Gli ultimi mesi sono stati un vero calvario sul fronte della trasparenza degli appalti pubblici: Expo2015, Mose e altro ancora.
Proprio in seguito agli arresti milanesi di marzo, il centro di giornalismo di inchiesta IRPI (Investigative Reporting Project Italy) lancia oggi ExpoLeaks, la prima piattaforma web indipendente di whistleblowing (su questo si vedano gli interessanti articoli di Fabio Chiusi e Carola Frediani sul Datagate) anonimo dedicata a raccogliere segnalazioni su episodi di corruzione legati alla realizzazione di Expo 2015.
Il progetto fonde giornalismo e tecnologia per favorire la trasparenza e contrastare la corruzione che danneggia l’imprenditoria e le amministrazioni pubbliche.
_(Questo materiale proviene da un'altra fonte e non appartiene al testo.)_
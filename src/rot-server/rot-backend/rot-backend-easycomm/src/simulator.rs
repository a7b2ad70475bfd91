// SPDX-FileCopyrightText: 2025 Stanislaw Grams <stanislawgrams@gmail.com>
//
// SPDX-License-Identifier: BSD-2-Clause

//! Physically modelled EasyComm peer used for demo mode and tests.

use rot_core::angle::difference;
use rot_core::CommandMode;
use tokio::io::{AsyncBufReadExt, AsyncRead, AsyncWrite, AsyncWriteExt, BufReader};
use tokio::sync::watch;
use tokio::time::{interval, Duration};
use tracing::{debug, warn};

/// Maximum acceleration, deg/s^2.
pub const MAX_ACCEL: f64 = 30.0;
/// Maximum velocity, deg/s.
pub const MAX_VEL: f64 = 30.0;
/// Velocities below this snap to zero.
pub const MIN_VEL: f64 = 0.1;
/// Deceleration when coasting, deg/s^2.
pub const DRAG_ACCEL: f64 = 30.0;
pub const STEP: Duration = Duration::from_millis(25);

fn step_secs() -> f64 {
    STEP.as_secs_f64()
}

/// Velocity that drives `current` toward `target` along the short way.
fn pos_servo(current: f64, target: f64) -> f64 {
    let remaining = difference(target, current);
    let speed = (2.0 * remaining.abs()).min(MAX_VEL);
    speed.copysign(remaining)
}

/// Next velocity, acceleration limited and clamped.
fn vel_servo(current: f64, target: f64) -> f64 {
    let max_delta = MAX_ACCEL * step_secs();
    let next = current + (target - current).clamp(-max_delta, max_delta);
    if next.abs() < MIN_VEL {
        return 0.0;
    }
    next.clamp(-MAX_VEL, MAX_VEL)
}

fn drag(current: f64) -> f64 {
    let speed = (current.abs() - DRAG_ACCEL * step_secs()).max(0.0);
    speed.copysign(current)
}

/// Simulated mount state.
#[derive(Debug, Clone, PartialEq)]
pub struct SimState {
    pub az_pos: f64,
    pub el_pos: f64,
    pub az_vel: f64,
    pub el_vel: f64,
    pub az_mode: CommandMode,
    pub el_mode: CommandMode,
    pub command_az_pos: f64,
    pub command_el_pos: f64,
    pub command_az_vel: f64,
    pub command_el_vel: f64,
    pub temperature: f64,
    pub elevation_limit: u32,
    pub status_register: u32,
    pub error_register: u32,
    pub version: String,
}

impl Default for SimState {
    fn default() -> Self {
        Self {
            az_pos: 0.0,
            el_pos: 0.0,
            az_vel: 0.0,
            el_vel: 0.0,
            az_mode: CommandMode::None,
            el_mode: CommandMode::None,
            command_az_pos: 0.0,
            command_el_pos: 0.0,
            command_az_vel: 0.0,
            command_el_vel: 0.0,
            temperature: 0.0,
            elevation_limit: 0,
            status_register: 0,
            error_register: 0,
            version: "sim".to_string(),
        }
    }
}

enum Field {
    Float(f64),
    Int(u32),
    Text(String),
}

impl SimState {
    /// Advance the model by one step.
    pub fn step(&mut self) {
        let dt = step_secs();
        let (az_vel, az_status) = axis_step(
            self.az_mode,
            self.az_pos,
            self.az_vel,
            self.command_az_pos,
            self.command_az_vel,
        );
        let (el_vel, el_status) = axis_step(
            self.el_mode,
            self.el_pos,
            self.el_vel,
            self.command_el_pos,
            self.command_el_vel,
        );
        self.az_vel = az_vel;
        self.el_vel = el_vel;
        self.az_pos = (self.az_pos + self.az_vel * dt).rem_euclid(360.0);
        self.el_pos = (self.el_pos + self.el_vel * dt).rem_euclid(360.0);

        // Mechanical end stops.
        self.elevation_limit = 0;
        if self.el_pos > 180.0 {
            self.el_pos = 0.0;
            self.el_vel = 0.0;
            self.elevation_limit = 1;
        } else if self.el_pos > 90.0 {
            self.el_pos = 90.0;
            self.el_vel = 0.0;
            self.elevation_limit = 2;
        }
        self.status_register = az_status | (el_status << 8);
    }

    /// Apply one command token and return any reply lines.
    pub fn command(&mut self, token: &str) -> Result<Vec<String>, String> {
        let split = token
            .find(|c: char| !(c == '?' || c.is_ascii_uppercase()))
            .unwrap_or(token.len());
        let (cmd, arg) = token.split_at(split);
        if cmd.is_empty() {
            return Err(format!("unrecognized command {:?}", token));
        }
        let value = if arg.is_empty() {
            None
        } else {
            let first = arg.split(',').next().unwrap_or_default();
            Some(
                first
                    .parse::<f64>()
                    .map_err(|e| format!("{:?}: {}", token, e))?,
            )
        };
        match (cmd, value) {
            ("SA", _) => self.az_mode = CommandMode::None,
            ("SE", _) => self.el_mode = CommandMode::None,
            ("AZ", Some(v)) => {
                self.az_mode = CommandMode::Position;
                self.command_az_pos = v;
            }
            ("EL", Some(v)) => {
                self.el_mode = CommandMode::Position;
                self.command_el_pos = v;
            }
            ("VU" | "VD", Some(v)) => {
                self.el_mode = CommandMode::Velocity;
                let v = v / 1000.0;
                self.command_el_vel = if cmd == "VD" { -v } else { v };
            }
            ("VL" | "VR", Some(v)) => {
                self.az_mode = CommandMode::Velocity;
                let v = v / 1000.0;
                self.command_az_vel = if cmd == "VL" { -v } else { v };
            }
            ("VU" | "VD", None) => {
                let dir = if self.command_el_vel < 0.0 { "D" } else { "U" };
                return Ok(vec![format!("V{}{:.2}", dir, self.command_el_vel.abs())]);
            }
            ("VL" | "VR", None) => {
                let dir = if self.command_az_vel < 0.0 { "L" } else { "R" };
                return Ok(vec![format!("V{}{:.2}", dir, self.command_az_vel.abs())]);
            }
            (query, None) => return Ok(self.report(None, Some(query))),
            _ => return Err(format!("unknown command {:?}", token)),
        }
        Ok(Vec::new())
    }

    fn fields(&self) -> [(&'static str, Field); 13] {
        [
            ("AZ", Field::Float(self.az_pos)),
            ("EL", Field::Float(self.el_pos)),
            ("IP0,", Field::Float(self.temperature)),
            ("IP2,", Field::Int(self.elevation_limit)),
            ("IP7,", Field::Float(self.az_vel)),
            ("IP8,", Field::Float(self.el_vel)),
            ("CR10,", Field::Float(self.command_az_pos)),
            ("CR11,", Field::Float(self.command_el_pos)),
            ("CR12,", Field::Float(self.command_az_vel)),
            ("CR13,", Field::Float(self.command_el_vel)),
            ("GS", Field::Int(self.status_register)),
            ("GE", Field::Int(self.error_register)),
            ("VE", Field::Text(self.version.clone())),
        ]
    }

    /// Reply lines for the fields that differ from `previous` (all of them
    /// when there is none), or just the field tagged `only`.
    pub fn report(&self, previous: Option<&SimState>, only: Option<&str>) -> Vec<String> {
        let old = previous.map(|p| p.fields());
        self.fields()
            .into_iter()
            .enumerate()
            .filter(|(i, (tag, field))| match only {
                Some(only) => *tag == only,
                None => match &old {
                    Some(old) => !field.same(&old[*i].1),
                    None => true,
                },
            })
            .map(|(_, (tag, field))| match field {
                Field::Float(v) => format!("{}{:.2}", tag, v),
                Field::Int(v) => format!("{}{}", tag, v),
                Field::Text(v) => format!("{}{}", tag, v),
            })
            .collect()
    }
}

impl Field {
    fn same(&self, other: &Field) -> bool {
        match (self, other) {
            (Field::Float(a), Field::Float(b)) => a == b,
            (Field::Int(a), Field::Int(b)) => a == b,
            (Field::Text(a), Field::Text(b)) => a == b,
            _ => false,
        }
    }
}

/// One axis: new velocity and its status byte (4|2 position, 2 velocity,
/// 1 coasting).
fn axis_step(mode: CommandMode, pos: f64, vel: f64, command_pos: f64, command_vel: f64) -> (f64, u32) {
    match mode {
        CommandMode::Position => (vel_servo(vel, pos_servo(pos, command_pos)), 4 | 2),
        CommandMode::Velocity => (vel_servo(vel, command_vel), 2),
        _ => (drag(vel), 1),
    }
}

/// Run the simulator against `stream` until shutdown or the peer closes.
pub async fn run<S>(mut state: SimState, stream: S, mut shutdown_rx: watch::Receiver<bool>)
where
    S: AsyncRead + AsyncWrite + Send,
{
    let (reader, mut writer) = tokio::io::split(stream);
    let mut lines = BufReader::new(reader).lines();
    let mut ticker = interval(STEP);
    let mut last: Option<SimState> = None;
    loop {
        let replies = tokio::select! {
            _ = ticker.tick() => {
                state.step();
                let replies = state.report(last.as_ref(), None);
                last = Some(state.clone());
                replies
            }
            line = lines.next_line() => match line {
                Ok(Some(line)) => {
                    let mut replies = Vec::new();
                    for token in line.split_whitespace() {
                        debug!("srv->sim: {}", token);
                        match state.command(token) {
                            Ok(out) => replies.extend(out),
                            Err(e) => debug!("simulator: {}", e),
                        }
                    }
                    replies
                }
                Ok(None) => break,
                Err(e) => {
                    warn!("simulator: reading: {}", e);
                    break;
                }
            },
            changed = shutdown_rx.changed() => {
                if changed.is_err() || *shutdown_rx.borrow() {
                    break;
                }
                continue;
            }
        };
        for reply in replies {
            if let Err(e) = writer.write_all(format!("{}\n", reply).as_bytes()).await {
                warn!("simulator: writing: {}", e);
                return;
            }
        }
    }
}

#[cfg(test)]
mod tests {
    use super::*;

    #[test]
    fn position_move_settles_without_exceeding_max_velocity() {
        let mut sim = SimState::default();
        sim.command("AZ150.0").expect("command");
        let mut peak: f64 = 0.0;
        for _ in 0..(20 * 40) {
            sim.step();
            peak = peak.max(sim.az_vel.abs());
            assert!(sim.az_vel.abs() <= MAX_VEL);
        }
        assert!(peak > 29.0);
        assert_eq!(sim.az_vel, 0.0);
        assert!((sim.az_pos - 150.0).abs() < 0.5, "az {}", sim.az_pos);
        assert_eq!(sim.status_register, 6 | (1 << 8));
    }

    #[test]
    fn position_move_takes_short_way_round() {
        let mut sim = SimState {
            az_pos: 350.0,
            ..Default::default()
        };
        sim.command("AZ10.0").expect("command");
        sim.step();
        assert!(sim.az_vel > 0.0);
        for _ in 0..400 {
            sim.step();
        }
        assert!(difference(sim.az_pos, 10.0).abs() < 0.5);
    }

    #[test]
    fn velocity_command_accelerates_and_coasts_to_rest() {
        let mut sim = SimState::default();
        sim.command("VL5000").expect("command");
        assert_eq!(sim.command_az_vel, -5.0);
        for _ in 0..40 {
            sim.step();
        }
        assert_eq!(sim.az_vel, -5.0);
        assert_eq!(sim.status_register & 0xFF, 2);

        sim.command("SA").expect("stop");
        for _ in 0..40 {
            sim.step();
        }
        assert_eq!(sim.az_vel, 0.0);
        assert_eq!(sim.status_register & 0xFF, 1);
    }

    #[test]
    fn elevation_end_stops() {
        let mut sim = SimState::default();
        sim.command("VU10000").expect("up");
        for _ in 0..(20 * 40) {
            sim.step();
        }
        assert_eq!(sim.el_pos, 90.0);
        assert_eq!(sim.elevation_limit, 2);

        sim.command("VD10000").expect("down");
        for _ in 0..(20 * 40) {
            sim.step();
        }
        assert_eq!(sim.el_pos, 0.0);
        assert_eq!(sim.elevation_limit, 1);
    }

    #[test]
    fn reports_only_changed_fields() {
        let mut sim = SimState::default();
        let all = sim.report(None, None);
        assert_eq!(all.len(), 13);
        assert!(all.contains(&"VEsim".to_string()));

        let before = sim.clone();
        sim.command("VR1000").expect("command");
        sim.step();
        let changed = sim.report(Some(&before), None);
        assert!(changed.contains(&"IP7,0.75".to_string()));
        assert!(changed.contains(&"CR12,1.00".to_string()));
        assert!(changed.contains(&"GS258".to_string()));
        assert!(!changed.iter().any(|l| l.starts_with("VE")));
        assert!(!changed.iter().any(|l| l.starts_with("EL")));
    }

    #[test]
    fn answers_queries() {
        let mut sim = SimState::default();
        assert_eq!(sim.command("VE").expect("query"), vec!["VEsim".to_string()]);
        assert_eq!(sim.command("AZ").expect("query"), vec!["AZ0.00".to_string()]);
        sim.command("VD2500").expect("command");
        assert_eq!(sim.command("VU").expect("query"), vec!["VD2.50".to_string()]);
        assert!(sim.command("\\?ENC").is_err());
        assert!(sim.command("XX1,2").is_err());
    }
}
ExpoLeaks è concepita per dare uno spazio a tutti coloro che sono coinvolti nella mostra universale, dai cittadini ai funzionari pubblici, dagli operai ai dirigenti, dai volontari agli imprenditori.
Chiunque potrà ora condividere, in modo completamente anonimo e sicuro, informazioni e documenti relativi a possibili irregolarità e forme di illecito. Tutti i cittadini potranno così contribuire al corretto svolgimento dell’Esposizione Universale.
Le segnalazioni saranno vagliate da un team di giornalisti d’inchiesta di IRPI. Il team svilupperà news e inchieste pubblicate poi sul sito di ExpoLeaks e su varie testate, in primis Wired Italia, che è media partner del progetto.
L’anonimato di coloro che inviano la propria segnalazione è garantito dal software GlobaLeaks e dall’utilizzo del browser Tor per l’accesso alla piattaforma, nonché dall’alto profilo professionale del team di giornalisti.
Expoleaks è stato reso possibile anche grazie alla tecnologia del Centro Hermes per la trasparenza e i diritti umani digitali e cercherà di raggiungere la sostenibilità economica attraverso una campagna di crowdfunding già attiva sulla piattaforma Kriticalmass.